Collected data entries
****************
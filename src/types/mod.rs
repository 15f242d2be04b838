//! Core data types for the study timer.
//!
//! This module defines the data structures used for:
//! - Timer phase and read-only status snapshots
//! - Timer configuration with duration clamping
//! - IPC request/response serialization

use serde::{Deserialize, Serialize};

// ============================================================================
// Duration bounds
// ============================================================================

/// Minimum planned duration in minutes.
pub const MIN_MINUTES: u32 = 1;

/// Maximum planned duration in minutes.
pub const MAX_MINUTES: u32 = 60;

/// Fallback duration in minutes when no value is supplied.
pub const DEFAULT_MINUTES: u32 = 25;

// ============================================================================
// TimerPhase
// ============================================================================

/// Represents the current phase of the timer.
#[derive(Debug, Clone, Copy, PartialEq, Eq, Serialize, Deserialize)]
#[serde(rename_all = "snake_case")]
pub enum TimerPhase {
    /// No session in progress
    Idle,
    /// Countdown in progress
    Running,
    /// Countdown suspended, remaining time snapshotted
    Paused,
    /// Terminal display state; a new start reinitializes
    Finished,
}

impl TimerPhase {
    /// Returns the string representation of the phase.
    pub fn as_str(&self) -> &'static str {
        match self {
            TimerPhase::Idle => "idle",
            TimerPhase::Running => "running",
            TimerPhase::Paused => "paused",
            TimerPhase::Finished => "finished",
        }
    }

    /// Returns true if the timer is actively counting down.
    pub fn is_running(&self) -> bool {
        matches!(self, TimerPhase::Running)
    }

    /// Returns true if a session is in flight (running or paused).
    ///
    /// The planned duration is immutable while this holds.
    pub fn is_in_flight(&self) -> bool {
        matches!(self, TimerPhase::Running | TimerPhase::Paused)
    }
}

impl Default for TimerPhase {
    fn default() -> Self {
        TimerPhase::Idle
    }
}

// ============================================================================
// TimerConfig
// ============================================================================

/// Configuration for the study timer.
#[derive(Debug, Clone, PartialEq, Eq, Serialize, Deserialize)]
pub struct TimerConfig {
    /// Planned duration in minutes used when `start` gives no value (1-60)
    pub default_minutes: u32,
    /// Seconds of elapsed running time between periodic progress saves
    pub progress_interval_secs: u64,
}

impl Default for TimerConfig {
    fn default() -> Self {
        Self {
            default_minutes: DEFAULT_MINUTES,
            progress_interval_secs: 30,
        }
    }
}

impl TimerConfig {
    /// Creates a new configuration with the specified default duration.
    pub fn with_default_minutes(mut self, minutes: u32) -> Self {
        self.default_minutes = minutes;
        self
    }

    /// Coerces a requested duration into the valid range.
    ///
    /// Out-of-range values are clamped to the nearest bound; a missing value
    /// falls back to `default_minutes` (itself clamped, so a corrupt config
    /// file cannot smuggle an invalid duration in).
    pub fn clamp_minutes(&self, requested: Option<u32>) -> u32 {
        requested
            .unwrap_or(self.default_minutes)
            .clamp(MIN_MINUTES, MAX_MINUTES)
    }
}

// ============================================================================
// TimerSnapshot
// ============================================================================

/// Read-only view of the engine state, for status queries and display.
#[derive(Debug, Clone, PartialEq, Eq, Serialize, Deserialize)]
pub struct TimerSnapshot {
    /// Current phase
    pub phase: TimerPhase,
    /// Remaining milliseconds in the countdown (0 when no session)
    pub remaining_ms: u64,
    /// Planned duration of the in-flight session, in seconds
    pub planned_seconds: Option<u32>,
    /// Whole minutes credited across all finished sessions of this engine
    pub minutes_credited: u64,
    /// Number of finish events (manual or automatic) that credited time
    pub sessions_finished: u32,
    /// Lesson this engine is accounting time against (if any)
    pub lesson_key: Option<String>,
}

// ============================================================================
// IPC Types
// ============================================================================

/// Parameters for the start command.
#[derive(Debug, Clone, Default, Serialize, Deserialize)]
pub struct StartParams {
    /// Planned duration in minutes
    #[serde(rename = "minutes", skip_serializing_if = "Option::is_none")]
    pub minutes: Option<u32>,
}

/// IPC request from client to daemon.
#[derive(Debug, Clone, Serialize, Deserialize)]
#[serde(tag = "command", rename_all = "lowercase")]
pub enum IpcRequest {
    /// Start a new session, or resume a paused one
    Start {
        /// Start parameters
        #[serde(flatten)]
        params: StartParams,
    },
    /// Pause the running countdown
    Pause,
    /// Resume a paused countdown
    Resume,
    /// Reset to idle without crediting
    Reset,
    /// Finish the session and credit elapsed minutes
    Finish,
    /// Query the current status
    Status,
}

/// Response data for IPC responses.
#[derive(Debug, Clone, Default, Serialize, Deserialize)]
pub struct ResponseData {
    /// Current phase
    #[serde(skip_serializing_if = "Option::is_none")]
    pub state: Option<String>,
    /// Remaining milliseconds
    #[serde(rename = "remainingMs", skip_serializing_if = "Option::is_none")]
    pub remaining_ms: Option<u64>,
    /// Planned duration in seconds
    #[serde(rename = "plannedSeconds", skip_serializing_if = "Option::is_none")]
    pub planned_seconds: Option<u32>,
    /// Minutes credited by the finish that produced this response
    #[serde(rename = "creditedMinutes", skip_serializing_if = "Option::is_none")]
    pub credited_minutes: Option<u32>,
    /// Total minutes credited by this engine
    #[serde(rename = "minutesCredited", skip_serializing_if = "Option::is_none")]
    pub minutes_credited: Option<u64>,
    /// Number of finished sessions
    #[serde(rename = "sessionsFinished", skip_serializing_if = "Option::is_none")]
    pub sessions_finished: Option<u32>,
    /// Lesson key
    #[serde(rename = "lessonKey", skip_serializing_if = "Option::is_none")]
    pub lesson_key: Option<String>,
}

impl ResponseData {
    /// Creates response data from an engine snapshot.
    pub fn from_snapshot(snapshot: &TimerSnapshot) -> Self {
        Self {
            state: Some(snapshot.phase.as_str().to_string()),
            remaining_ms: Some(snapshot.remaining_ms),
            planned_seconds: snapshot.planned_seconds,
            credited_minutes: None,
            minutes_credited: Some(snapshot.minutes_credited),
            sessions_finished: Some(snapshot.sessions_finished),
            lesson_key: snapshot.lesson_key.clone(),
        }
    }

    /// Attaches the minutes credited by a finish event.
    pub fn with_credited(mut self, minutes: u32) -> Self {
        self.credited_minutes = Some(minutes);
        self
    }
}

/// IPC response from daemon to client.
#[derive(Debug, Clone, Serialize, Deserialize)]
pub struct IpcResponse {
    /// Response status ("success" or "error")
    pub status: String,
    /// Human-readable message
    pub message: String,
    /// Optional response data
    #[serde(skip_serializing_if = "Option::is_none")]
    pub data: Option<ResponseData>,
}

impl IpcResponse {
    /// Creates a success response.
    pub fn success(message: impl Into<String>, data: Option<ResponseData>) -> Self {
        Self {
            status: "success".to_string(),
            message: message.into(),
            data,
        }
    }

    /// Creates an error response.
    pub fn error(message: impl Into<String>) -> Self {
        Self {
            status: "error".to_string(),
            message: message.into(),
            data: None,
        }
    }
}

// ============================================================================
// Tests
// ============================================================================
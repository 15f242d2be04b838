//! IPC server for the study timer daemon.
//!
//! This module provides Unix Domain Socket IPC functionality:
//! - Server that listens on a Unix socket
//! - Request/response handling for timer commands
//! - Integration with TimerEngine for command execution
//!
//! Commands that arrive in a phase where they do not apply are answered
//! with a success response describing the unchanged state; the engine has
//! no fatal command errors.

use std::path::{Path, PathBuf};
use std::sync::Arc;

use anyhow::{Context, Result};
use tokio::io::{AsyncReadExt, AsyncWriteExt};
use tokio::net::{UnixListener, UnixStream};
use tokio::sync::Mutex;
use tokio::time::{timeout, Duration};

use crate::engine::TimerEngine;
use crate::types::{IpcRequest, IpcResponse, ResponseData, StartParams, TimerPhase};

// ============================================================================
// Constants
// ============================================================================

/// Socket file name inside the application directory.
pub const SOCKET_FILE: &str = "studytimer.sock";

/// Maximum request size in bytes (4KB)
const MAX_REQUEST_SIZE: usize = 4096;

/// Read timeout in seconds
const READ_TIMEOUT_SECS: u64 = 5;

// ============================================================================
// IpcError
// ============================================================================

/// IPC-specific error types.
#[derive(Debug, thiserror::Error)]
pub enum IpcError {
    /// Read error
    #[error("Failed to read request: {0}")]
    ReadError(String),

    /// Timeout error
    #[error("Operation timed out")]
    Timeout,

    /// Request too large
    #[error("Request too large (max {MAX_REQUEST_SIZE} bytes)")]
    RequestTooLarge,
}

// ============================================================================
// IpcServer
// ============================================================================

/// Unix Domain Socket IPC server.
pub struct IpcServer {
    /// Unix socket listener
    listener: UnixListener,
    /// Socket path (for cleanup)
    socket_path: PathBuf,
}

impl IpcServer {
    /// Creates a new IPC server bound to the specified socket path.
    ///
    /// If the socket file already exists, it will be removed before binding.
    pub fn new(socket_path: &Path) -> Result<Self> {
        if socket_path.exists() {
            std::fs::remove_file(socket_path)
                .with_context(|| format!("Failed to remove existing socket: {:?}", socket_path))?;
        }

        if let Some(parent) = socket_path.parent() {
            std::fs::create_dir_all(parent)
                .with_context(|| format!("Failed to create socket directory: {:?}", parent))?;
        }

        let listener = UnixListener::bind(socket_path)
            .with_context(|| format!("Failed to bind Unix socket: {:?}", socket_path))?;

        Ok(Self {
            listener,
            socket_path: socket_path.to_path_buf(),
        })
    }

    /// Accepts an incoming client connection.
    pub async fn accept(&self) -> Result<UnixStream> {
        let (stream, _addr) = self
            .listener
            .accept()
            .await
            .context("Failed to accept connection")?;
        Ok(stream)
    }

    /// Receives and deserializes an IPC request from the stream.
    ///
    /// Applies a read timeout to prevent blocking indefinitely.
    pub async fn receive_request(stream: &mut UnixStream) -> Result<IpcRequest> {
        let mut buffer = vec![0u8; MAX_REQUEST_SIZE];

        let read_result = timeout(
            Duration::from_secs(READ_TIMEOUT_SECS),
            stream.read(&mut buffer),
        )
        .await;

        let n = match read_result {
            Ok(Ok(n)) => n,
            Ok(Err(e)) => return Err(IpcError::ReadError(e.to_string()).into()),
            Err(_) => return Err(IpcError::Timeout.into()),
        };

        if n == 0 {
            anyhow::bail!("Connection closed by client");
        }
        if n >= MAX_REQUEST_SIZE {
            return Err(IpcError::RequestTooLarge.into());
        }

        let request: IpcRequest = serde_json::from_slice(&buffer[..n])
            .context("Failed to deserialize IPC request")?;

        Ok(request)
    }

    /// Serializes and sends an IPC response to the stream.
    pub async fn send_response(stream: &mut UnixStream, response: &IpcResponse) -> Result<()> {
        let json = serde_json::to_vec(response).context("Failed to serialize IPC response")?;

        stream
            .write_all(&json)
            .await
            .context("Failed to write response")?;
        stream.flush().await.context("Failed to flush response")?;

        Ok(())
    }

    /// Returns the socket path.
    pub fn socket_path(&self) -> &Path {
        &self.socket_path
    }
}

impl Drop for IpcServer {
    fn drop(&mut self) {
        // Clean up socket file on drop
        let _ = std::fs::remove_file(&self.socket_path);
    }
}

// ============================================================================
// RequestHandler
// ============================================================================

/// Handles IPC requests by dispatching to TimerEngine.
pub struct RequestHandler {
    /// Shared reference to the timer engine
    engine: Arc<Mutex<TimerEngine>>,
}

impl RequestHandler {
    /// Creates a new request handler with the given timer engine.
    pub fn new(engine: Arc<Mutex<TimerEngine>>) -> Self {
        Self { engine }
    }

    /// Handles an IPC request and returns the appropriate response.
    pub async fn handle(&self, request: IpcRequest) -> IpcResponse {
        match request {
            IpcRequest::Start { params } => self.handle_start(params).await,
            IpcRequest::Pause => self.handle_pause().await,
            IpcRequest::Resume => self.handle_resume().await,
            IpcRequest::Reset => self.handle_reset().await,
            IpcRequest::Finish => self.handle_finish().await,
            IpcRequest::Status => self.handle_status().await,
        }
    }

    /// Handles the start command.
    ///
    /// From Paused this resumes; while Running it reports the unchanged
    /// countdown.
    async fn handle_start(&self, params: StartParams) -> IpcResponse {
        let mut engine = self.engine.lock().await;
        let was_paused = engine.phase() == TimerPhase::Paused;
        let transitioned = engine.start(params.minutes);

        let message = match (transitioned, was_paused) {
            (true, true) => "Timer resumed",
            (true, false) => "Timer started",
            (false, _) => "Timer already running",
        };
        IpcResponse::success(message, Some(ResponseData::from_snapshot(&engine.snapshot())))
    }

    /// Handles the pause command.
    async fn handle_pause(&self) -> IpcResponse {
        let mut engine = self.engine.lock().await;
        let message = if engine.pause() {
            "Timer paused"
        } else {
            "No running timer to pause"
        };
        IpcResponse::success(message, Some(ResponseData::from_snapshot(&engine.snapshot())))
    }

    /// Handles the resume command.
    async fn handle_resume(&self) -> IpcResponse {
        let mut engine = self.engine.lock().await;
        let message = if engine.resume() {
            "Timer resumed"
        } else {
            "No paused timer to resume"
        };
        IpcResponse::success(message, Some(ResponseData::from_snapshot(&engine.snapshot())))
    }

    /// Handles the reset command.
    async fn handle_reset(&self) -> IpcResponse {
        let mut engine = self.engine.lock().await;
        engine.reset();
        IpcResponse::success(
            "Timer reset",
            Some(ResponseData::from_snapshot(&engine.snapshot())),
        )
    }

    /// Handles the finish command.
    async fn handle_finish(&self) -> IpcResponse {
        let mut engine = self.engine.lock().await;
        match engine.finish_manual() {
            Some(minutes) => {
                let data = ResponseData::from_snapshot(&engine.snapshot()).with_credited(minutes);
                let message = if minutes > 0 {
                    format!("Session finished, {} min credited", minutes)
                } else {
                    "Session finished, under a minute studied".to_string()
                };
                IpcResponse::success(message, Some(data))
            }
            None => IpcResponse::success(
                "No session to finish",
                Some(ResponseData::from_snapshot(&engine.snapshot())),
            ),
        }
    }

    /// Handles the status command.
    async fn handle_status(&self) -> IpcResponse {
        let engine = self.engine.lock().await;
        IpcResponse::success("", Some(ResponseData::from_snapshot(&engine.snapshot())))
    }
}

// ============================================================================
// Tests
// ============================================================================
****************
### What you should do
Only the lines above from the line with "too large (max" to the line with "removed before binding.", those two lines included, should be reproduced exactly.

### Solution to this problem
    #[error("Request too large (max {MAX_REQUEST_SIZE} bytes)")]
    RequestTooLarge,
}

// ============================================================================
// IpcServer
// ============================================================================

/// Unix Domain Socket IPC server.
pub struct IpcServer {
    /// Unix socket listener
    listener: UnixListener,
    /// Socket path (for cleanup)
    socket_path: PathBuf,
}

impl IpcServer {
    /// Creates a new IPC server bound to the specified socket path.
    ///
    /// If the socket file already exists, it will be removed before binding.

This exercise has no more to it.